On page 100, recipe #116 tells us how "To bake a chicken pie."
To bake a chicken pie; after you have trussed your chickens, broken their legs and breast bones, and raised your crust of the best paste, you shall lay them in the coffin close together with their bodies full of butter.  Then lay upon them, and underneath them, currants, great raisins, prunes, cinnamon, sugar, whole mace, and salt: then cover all with a great store of butter, and so bake it; after, pour into it the liquor you did in your marrow bone pie, with the yolks of two or three eggs beaten amongst it, and so serve it forth.
I needed to explore the details of this recipe a little.  What is the "crust of the best paste"?
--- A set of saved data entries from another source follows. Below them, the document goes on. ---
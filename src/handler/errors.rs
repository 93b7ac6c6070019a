// Copyright 2025 jonefeewang@gmail.com
//
// Licensed under the Apache License, Version 2.0 (the "License");
// you may not use this file except in compliance with the License.
// You may obtain a copy of the License at
//
//     http://www.apache.org/licenses/LICENSE-2.0
//
// Unless required by applicable law or agreed to in writing, software
// distributed under the License is distributed on an "AS IS" BASIS,
// WITHOUT WARRANTIES OR CONDITIONS OF ANY KIND, either express or implied.
// See the License for the specific language governing permissions and
// limitations under the License.

use std::error::Error;

use crate::BoxError;

/// Tags an error as worth retrying.
#[derive(Debug, thiserror::Error)]
#[error("{source}")]
pub struct RetryableError {
    #[source]
    source: BoxError,
}

/// Tags an error as safe to mark the offset for despite the failure.
#[derive(Debug, thiserror::Error)]
#[error("{source}")]
pub struct MarkableError {
    #[source]
    source: BoxError,
}

pub fn retryable<E: Into<BoxError>>(err: E) -> BoxError {
    Box::new(RetryableError { source: err.into() })
}

pub fn markable<E: Into<BoxError>>(err: E) -> BoxError {
    Box::new(MarkableError { source: err.into() })
}

fn chain_contains<T: Error + 'static>(err: &(dyn Error + 'static)) -> bool {
    let mut current = Some(err);
    while let Some(e) = current {
        if e.is::<T>() {
            return true;
        }
        current = e.source();
    }
    false
}

/// True when any error in the `source()` chain carries the retryable tag.
pub fn is_retryable(err: &(dyn Error + 'static)) -> bool {
    chain_contains::<RetryableError>(err)
}

/// True when any error in the `source()` chain carries the markable tag.
pub fn is_markable(err: &(dyn Error + 'static)) -> bool {
    chain_contains::<MarkableError>(err)
}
On page 96, recipe #108, "Of the pastry and baked meats", he says,
...your chickens, calves' feet, olives, potatoes, quinces, fallow deer, and such like, which are most commonly eaten hot, would be in the finest, shortest and thinnest crust; therefore your fine wheat flour which is a little baked in the oven before it be kneaded is the best for that purpose.
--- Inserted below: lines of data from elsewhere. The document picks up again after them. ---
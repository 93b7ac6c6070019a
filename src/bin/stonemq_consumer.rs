use std::path::PathBuf;
use std::sync::Arc;
use std::time::Duration;

use clap::Parser;
use dotenv::dotenv;
use stonemq_consumer::group_consume::{ConsumerModule, MemoryCluster, PrefixRegistry};
use stonemq_consumer::handler::middleware::{
    common_defaults_with_retry, duration_metric, log, recover, trace,
};
use stonemq_consumer::handler::{chain, handler_fn, Middleware};
use stonemq_consumer::service::setup_tracing;
use stonemq_consumer::{AppConfig, AppResult, Runner};
use tokio::runtime;
use tracing::info;

#[derive(Parser)]
#[command(version)]
pub struct CommandLine {
    /// path to config file
    #[arg(short, long)]
    pub conf: Option<String>,
    #[command(subcommand)]
    pub command: Option<Command>,
    /// log level (v: info, vv: debug, vvv: trace)
    #[arg(short = 'v', long = "verbose", action = clap::ArgAction::Count)]
    pub verbose: u8,
}

#[derive(Parser)]
pub enum Command {
    PrintConfig,
}

fn main() -> AppResult<()> {
    dotenv().ok();

    let rt = runtime::Builder::new_multi_thread().enable_all().build()?;

    let commandline: CommandLine = CommandLine::parse();
    let config_path = commandline.conf.as_ref().map_or_else(
        || {
            let mut path = PathBuf::from("./");
            path.push("conf.toml");
            path
        },
        PathBuf::from,
    );
    let app_config = AppConfig::set_up_config(config_path)?;
    if let Some(Command::PrintConfig) = commandline.command {
        println!("{:#?}", app_config);
        return Ok(());
    }

    // the otlp exporters need a runtime context
    let _otel_guard = rt.block_on(async { setup_tracing() })?;

    let cluster = MemoryCluster::new(app_config.consumer.brokers.clone());
    for topic in &app_config.consumer.topics {
        cluster.create_topic(topic, app_config.cluster.partitions);
        for i in 0..app_config.cluster.seed_messages {
            let partition = (i % app_config.cluster.partitions.max(1) as usize) as i32;
            cluster.produce(topic, partition, format!("key-{i}"), format!("value-{i}"))?;
        }
    }

    let handler = handler_fn(|message, mark| async move {
        info!(
            topic = %message.topic,
            partition = message.partition,
            offset = message.offset,
            value = %String::from_utf8_lossy(&message.value),
            "consumed"
        );
        mark("");
        Ok(())
    });
    let middlewares: Vec<Middleware> = vec![
        Arc::new(recover) as Middleware,
        Arc::new(trace) as Middleware,
        Arc::new(log) as Middleware,
        Arc::new(duration_metric) as Middleware,
        common_defaults_with_retry(3, Duration::from_secs(1)),
    ];

    let module = ConsumerModule::new(
        app_config.consumer,
        Arc::new(cluster.connector()),
        Arc::new(PrefixRegistry::new()),
        chain(handler, middlewares),
    );

    let code = rt.block_on(Runner::new().with_module(module).run());
    drop(_otel_guard);
    std::process::exit(code);
}
// Copyright 2025 jonefeewang@gmail.com
//
// Licensed under the Apache License, Version 2.0 (the "License");
// you may not use this file except in compliance with the License.
// You may obtain a copy of the License at
//
//     http://www.apache.org/licenses/LICENSE-2.0
//
// Unless required by applicable law or agreed to in writing, software
// distributed under the License is distributed on an "AS IS" BASIS,
// WITHOUT WARRANTIES OR CONDITIONS OF ANY KIND, either express or implied.
// See the License for the specific language governing permissions and
// limitations under the License.

use std::sync::Arc;
use std::time::Duration;

use futures::FutureExt;
use tracing::warn;

use crate::handler::{is_retryable, markable, HandlerFunc, MarkFn, Middleware};
use crate::message::Message;

use super::mark_if_no_error;

/// Calls the inner handler again after `wait` while it fails with a retryable
/// error, at most `max_retries` extra times. The last result is returned and
/// nothing is marked.
pub fn retry(max_retries: u32, wait: Duration) -> Middleware {
    Arc::new(move |next: HandlerFunc| -> HandlerFunc {
        Arc::new(move |message: Arc<Message>, mark: MarkFn| {
            let next = next.clone();
            async move {
                let mut attempt: u32 = 1;
                loop {
                    let result = next(message.clone(), mark.clone()).await;
                    match result {
                        Err(err) if is_retryable(err.as_ref()) && attempt <= max_retries => {
                            warn!(
                                topic = %message.topic,
                                partition = message.partition,
                                offset = message.offset,
                                attempt,
                                max_retries,
                                error = %err,
                                "retrying message"
                            );
                            if !wait.is_zero() {
                                tokio::time::sleep(wait).await;
                            }
                            attempt += 1;
                        }
                        other => return other,
                    }
                }
            }
            .boxed()
        })
    })
}

/// Non-retryable errors leave here tagged markable.
fn markable_unless_retryable(next: HandlerFunc) -> HandlerFunc {
    Arc::new(move |message: Arc<Message>, mark: MarkFn| {
        let next = next.clone();
        async move {
            match next(message.clone(), mark).await {
                Err(err) if !is_retryable(err.as_ref()) => {
                    warn!(
                        topic = %message.topic,
                        partition = message.partition,
                        offset = message.offset,
                        error = %err,
                        "skipping message after non-retryable error"
                    );
                    Err(markable(err))
                }
                other => other,
            }
        }
        .boxed()
    })
}

/// [`retry`] inside [`mark_if_no_error`]: success and non-retryable failures
/// are marked and return `Ok`, an error still retryable once the budget is
/// spent is returned unmarked so the caller can stop consuming.
pub fn common_defaults_with_retry(max_retries: u32, wait: Duration) -> Middleware {
    let retry = retry(max_retries, wait);
    Arc::new(move |next: HandlerFunc| -> HandlerFunc {
        mark_if_no_error(markable_unless_retryable(retry(next)))
    })
}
And in recipe #109, "Of the mixture of pastes",
...your fine wheat crust must be kneaded with as much butter as water, and the paste made reasonable lithe and gentle, into which you must put three or four eggs or more according to the quantity you blend together, for they will give it a sufficient stiffening.
My next quest was to note the "the liquor you did in your marrow bone pie," which is in recipe #115:
... and after it is baked pour into it as long as it will receive it white wine, rose-water, sugar, cinnamon, and vinegar, mixed together, ...
My Redaction

From all of this I decided a regular pie crust would do.  I decided not to use eggs in it because I was baking it in a deep dish ceramic pie pan instead of having the pie stand up on its own.  It did not need "sufficient stiffening."  I used a recipe from The Great Food Processor Cookbook, by Yvonne Young Tarr  (ISBN 394-73284-7).

Pie Pastry (page 357)

(Yield:  Enough pastry for 1 double-crust pie)
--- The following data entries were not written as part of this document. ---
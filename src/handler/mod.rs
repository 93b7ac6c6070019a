// Copyright 2025 jonefeewang@gmail.com
//
// Licensed under the Apache License, Version 2.0 (the "License");
// you may not use this file except in compliance with the License.
// You may obtain a copy of the License at
//
//     http://www.apache.org/licenses/LICENSE-2.0
//
// Unless required by applicable law or agreed to in writing, software
// distributed under the License is distributed on an "AS IS" BASIS,
// WITHOUT WARRANTIES OR CONDITIONS OF ANY KIND, either express or implied.
// See the License for the specific language governing permissions and
// limitations under the License.

//! The unit of user logic and the middleware that composes around it.
//!
//! A [`HandlerFunc`] receives one [`Message`] and a [`MarkFn`] bound to that
//! message's session. Middleware are plain functions from `HandlerFunc` to
//! `HandlerFunc`; [`chain`] applies a list of them with the first entry
//! outermost.

mod errors;
pub mod middleware;

pub use errors::{
    is_markable, is_retryable, markable, retryable, MarkableError, RetryableError,
};

use std::future::Future;
use std::sync::Arc;

use futures::future::BoxFuture;
use futures::FutureExt;

use crate::message::Message;
use crate::BoxError;

pub type HandlerResult = Result<(), BoxError>;

/// Records the bound message's offset (and every earlier offset on the same
/// partition) as consumable. The argument is the commit metadata.
///
/// Must be called from the task that received the message and not retained
/// past the handler's return.
pub type MarkFn = Arc<dyn Fn(&str) + Send + Sync>;

pub type HandlerFunc =
    Arc<dyn Fn(Arc<Message>, MarkFn) -> BoxFuture<'static, HandlerResult> + Send + Sync>;

pub type Middleware = Arc<dyn Fn(HandlerFunc) -> HandlerFunc + Send + Sync>;

/// Wraps an async closure into a [`HandlerFunc`].
pub fn handler_fn<F, Fut>(f: F) -> HandlerFunc
where
    F: Fn(Arc<Message>, MarkFn) -> Fut + Send + Sync + 'static,
    Fut: Future<Output = HandlerResult> + Send + 'static,
{
    Arc::new(move |message: Arc<Message>, mark: MarkFn| f(message, mark).boxed())
}

pub fn mark_fn<F>(f: F) -> MarkFn
where
    F: Fn(&str) + Send + Sync + 'static,
{
    Arc::new(f)
}

/// Wraps `handler` so that `middlewares[0]` runs first.
pub fn chain<I>(handler: HandlerFunc, middlewares: I) -> HandlerFunc
where
    I: IntoIterator<Item = Middleware>,
    I::IntoIter: DoubleEndedIterator,
{
    middlewares
        .into_iter()
        .rev()
        .fold(handler, |next, middleware| middleware(next))
}

#[cfg(test)]
mod tests {
    use std::sync::Mutex;

    use super::*;

    fn tagging(name: &'static str, seen: Arc<Mutex<Vec<&'static str>>>) -> Middleware {
        Arc::new(move |next: HandlerFunc| {
            let seen = seen.clone();
            handler_fn(move |message, mark| {
                seen.lock().unwrap().push(name);
                next(message, mark)
            })
        })
    }

    #[tokio::test]
    async fn chain_runs_first_middleware_outermost() {
        let seen = Arc::new(Mutex::new(Vec::new()));
        let inner_seen = seen.clone();
        let handler = handler_fn(move |_, _| {
            inner_seen.lock().unwrap().push("handler");
            async { Ok(()) }
        });

        let wrapped = chain(
            handler,
            vec![tagging("outer", seen.clone()), tagging("inner", seen.clone())],
        );
        wrapped(
            Arc::new(Message::new("t", 0, 0, "k", "v")),
            mark_fn(|_| {}),
        )
        .await
        .unwrap();

        assert_eq!(*seen.lock().unwrap(), vec!["outer", "inner", "handler"]);
    }
}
11 to 12 Tablespoons cold butter (1 1/2 sticks) and 2 tablespoons cold shortening (or, for a tart pastry that is less rich, 7 tablespoons each cold shortening and butter)
2 1/2 Cups all-purpose flour
1 1/4 Teaspoons salt
8 Tablespoons ice water

Arrange cold butter and/or shortening by tablespoons around bottom of container.  Combine flour and salt and sift together over shortening.

Turn machine quickly on and off 3 or 4 times or until the mixture resembles coarse meal.

Add as much ice water as necessary, 2 tablespoons at a time, until the dough forms a ball.  Chill for at least 15 minutes before rolling out.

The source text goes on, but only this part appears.